▶ _What you will do_:
Write out the entries once more, exactly as they appear.
──────
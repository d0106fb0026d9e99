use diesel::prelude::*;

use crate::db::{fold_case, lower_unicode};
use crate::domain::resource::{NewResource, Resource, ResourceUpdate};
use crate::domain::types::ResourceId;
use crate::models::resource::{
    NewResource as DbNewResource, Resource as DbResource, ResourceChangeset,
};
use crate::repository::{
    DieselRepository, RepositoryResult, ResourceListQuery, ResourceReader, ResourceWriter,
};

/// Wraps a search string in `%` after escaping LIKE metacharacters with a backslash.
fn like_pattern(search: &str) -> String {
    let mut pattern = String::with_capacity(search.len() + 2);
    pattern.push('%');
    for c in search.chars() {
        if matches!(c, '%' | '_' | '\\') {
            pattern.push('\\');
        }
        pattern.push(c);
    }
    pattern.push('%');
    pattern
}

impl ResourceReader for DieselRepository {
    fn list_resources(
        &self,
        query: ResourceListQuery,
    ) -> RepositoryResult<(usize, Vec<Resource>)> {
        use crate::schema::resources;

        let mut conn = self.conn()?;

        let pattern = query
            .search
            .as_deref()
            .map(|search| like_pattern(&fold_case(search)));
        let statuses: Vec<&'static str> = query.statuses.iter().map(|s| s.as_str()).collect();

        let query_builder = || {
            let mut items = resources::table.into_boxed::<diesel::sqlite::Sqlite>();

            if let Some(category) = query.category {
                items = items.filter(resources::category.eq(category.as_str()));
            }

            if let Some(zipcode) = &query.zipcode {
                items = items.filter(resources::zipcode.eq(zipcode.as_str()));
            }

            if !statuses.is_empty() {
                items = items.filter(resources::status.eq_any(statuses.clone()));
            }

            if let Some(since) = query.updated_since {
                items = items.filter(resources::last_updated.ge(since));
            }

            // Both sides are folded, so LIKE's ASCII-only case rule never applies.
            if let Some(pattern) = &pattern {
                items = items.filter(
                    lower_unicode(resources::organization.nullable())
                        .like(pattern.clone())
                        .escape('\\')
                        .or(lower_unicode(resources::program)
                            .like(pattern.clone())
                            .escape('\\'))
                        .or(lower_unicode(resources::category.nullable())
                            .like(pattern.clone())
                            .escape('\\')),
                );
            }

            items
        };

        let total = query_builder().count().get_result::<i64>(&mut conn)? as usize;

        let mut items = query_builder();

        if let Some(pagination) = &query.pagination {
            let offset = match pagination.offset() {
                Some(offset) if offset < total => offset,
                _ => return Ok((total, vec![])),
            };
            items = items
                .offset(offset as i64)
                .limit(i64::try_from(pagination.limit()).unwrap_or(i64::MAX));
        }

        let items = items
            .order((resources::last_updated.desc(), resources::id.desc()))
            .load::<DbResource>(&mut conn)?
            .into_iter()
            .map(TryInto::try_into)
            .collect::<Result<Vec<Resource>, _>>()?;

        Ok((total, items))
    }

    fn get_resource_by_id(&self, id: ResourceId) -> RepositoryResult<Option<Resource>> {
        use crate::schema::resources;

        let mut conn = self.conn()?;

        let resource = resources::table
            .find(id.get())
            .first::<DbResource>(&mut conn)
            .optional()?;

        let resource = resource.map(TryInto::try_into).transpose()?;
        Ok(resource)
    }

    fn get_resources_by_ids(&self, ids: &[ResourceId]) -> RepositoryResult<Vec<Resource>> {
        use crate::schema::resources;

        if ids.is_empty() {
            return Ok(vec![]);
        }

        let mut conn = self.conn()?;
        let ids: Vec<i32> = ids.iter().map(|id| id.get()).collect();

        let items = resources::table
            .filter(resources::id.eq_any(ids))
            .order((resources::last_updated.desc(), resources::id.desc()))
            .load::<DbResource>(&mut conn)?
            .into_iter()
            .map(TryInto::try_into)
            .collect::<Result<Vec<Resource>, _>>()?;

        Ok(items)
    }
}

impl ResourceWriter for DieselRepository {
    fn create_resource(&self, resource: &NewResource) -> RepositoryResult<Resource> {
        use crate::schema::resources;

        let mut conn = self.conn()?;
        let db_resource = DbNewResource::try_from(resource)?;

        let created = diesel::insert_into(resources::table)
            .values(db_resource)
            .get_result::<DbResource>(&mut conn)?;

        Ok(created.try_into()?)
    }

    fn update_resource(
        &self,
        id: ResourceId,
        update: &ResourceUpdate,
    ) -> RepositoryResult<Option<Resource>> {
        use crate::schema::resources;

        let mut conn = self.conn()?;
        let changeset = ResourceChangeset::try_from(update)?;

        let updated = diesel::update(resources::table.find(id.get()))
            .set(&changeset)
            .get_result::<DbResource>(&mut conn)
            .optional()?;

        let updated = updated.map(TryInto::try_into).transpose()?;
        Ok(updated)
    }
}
──────
▶ _Reply to the exercise_:
repository d0106fb0026d9e99
use diesel::prelude::*;

use crate::db::{fold_case, lower_unicode};
use crate::domain::resource::{NewResource, Resource, ResourceUpdate};
use crate::domain::types::ResourceId;
use crate::models::resource::{
    NewResource as DbNewResource, Resource as DbResource, ResourceChangeset,
};
use crate::repository::{
    DieselRepository, RepositoryResult, ResourceListQuery, ResourceReader, ResourceWriter,
};

/// Wraps a search string in `%` after escaping LIKE metacharacters with a backslash.
fn like_pattern(search: &str) -> String {
    let mut pattern = String::with_capacity(search.len() + 2);
    pattern.push('%');
    for c in search.chars() {
        if matches!(c, '%' | '_' | '\\') {
            pattern.push('\\');
        }
        pattern.push(c);
    }
    pattern.push('%');
    pattern
}

impl ResourceReader for DieselRepository {
    fn list_resources(
        &self,
        query: ResourceListQuery,
    ) -> RepositoryResult<(usize, Vec<Resource>)> {
        use crate::schema::resources;

        let mut conn = self.conn()?;

        let pattern = query
            .search
            .as_deref()
            .map(|search| like_pattern(&fold_case(search)));
        let statuses: Vec<&'static str> = query.statuses.iter().map(|s| s.as_str()).collect();

        let query_builder = || {
            let mut items = resources::table.into_boxed::<diesel::sqlite::Sqlite>();

            if let Some(category) = query.category {
                items = items.filter(resources::category.eq(category.as_str()));
            }

            if let Some(zipcode) = &query.zipcode {
                items = items.filter(resources::zipcode.eq(zipcode.as_str()));
            }

            if !statuses.is_empty() {
                items = items.filter(resources::status.eq_any(statuses.clone()));
            }

            if let Some(since) = query.updated_since {
                items = items.filter(resources::last_updated.ge(since));
            }

            // Both sides are folded, so LIKE's ASCII-only case rule never applies.
            if let Some(pattern) = &pattern {
                items = items.filter(
                    lower_unicode(resources::organization.nullable())
                        .like(pattern.clone())
                        .escape('\\')
                        .or(lower_unicode(resources::program)
                            .like(pattern.clone())
                            .escape('\\'))
                        .or(lower_unicode(resources::category.nullable())
                            .like(pattern.clone())
                            .escape('\\')),
                );
            }

            items
        };

        let total = query_builder().count().get_result::<i64>(&mut conn)? as usize;

        let mut items = query_builder();

        if let Some(pagination) = &query.pagination {
            let offset = match pagination.offset() {
                Some(offset) if offset < total => offset,
                _ => return Ok((total, vec![])),
            };
            items = items
                .offset(offset as i64)
                .limit(i64::try_from(pagination.limit()).unwrap_or(i64::MAX));
        }

        let items = items
            .order((resources::last_updated.desc(), resources::id.desc()))
            .load::<DbResource>(&mut conn)?
            .into_iter()
            .map(TryInto::try_into)
            .collect::<Result<Vec<Resource>, _>>()?;

        Ok((total, items))
    }

    fn get_resource_by_id(&self, id: ResourceId) -> RepositoryResult<Option<Resource>> {
        use crate::schema::resources;

        let mut conn = self.conn()?;

        let resource = resources::table
            .find(id.get())
            .first::<DbResource>(&mut conn)
            .optional()?;

        let resource = resource.map(TryInto::try_into).transpose()?;
        Ok(resource)
    }

    fn get_resources_by_ids(&self, ids: &[ResourceId]) -> RepositoryResult<Vec<Resource>> {
        use crate::schema::resources;

        if ids.is_empty() {
            return Ok(vec![]);
        }

        let mut conn = self.conn()?;
        let ids: Vec<i32> = ids.iter().map(|id| id.get()).collect();

        let items = resources::table
            .filter(resources::id.eq_any(ids))
            .order((resources::last_updated.desc(), resources::id.desc()))
            .load::<DbResource>(&mut conn)?
            .into_iter()
            .map(TryInto::try_into)
            .collect::<Result<Vec<Resource>, _>>()?;

        Ok(items)
    }
}

impl ResourceWriter for DieselRepository {
    fn create_resource(&self, resource: &NewResource) -> RepositoryResult<Resource> {
        use crate::schema::resources;

        let mut conn = self.conn()?;
        let db_resource = DbNewResource::try_from(resource)?;

        let created = diesel::insert_into(resources::table)
            .values(db_resource)
            .get_result::<DbResource>(&mut conn)?;

        Ok(created.try_into()?)
    }

    fn update_resource(
        &self,
        id: ResourceId,
        update: &ResourceUpdate,
    ) -> RepositoryResult<Option<Resource>> {
        use crate::schema::resources;

        let mut conn = self.conn()?;
        let changeset = ResourceChangeset::try_from(update)?;

        let updated = diesel::update(resources::table.find(id.get()))
            .set(&changeset)
            .get_result::<DbResource>(&mut conn)
            .optional()?;

        let updated = updated.map(TryInto::try_into).transpose()?;
        Ok(updated)
    }
}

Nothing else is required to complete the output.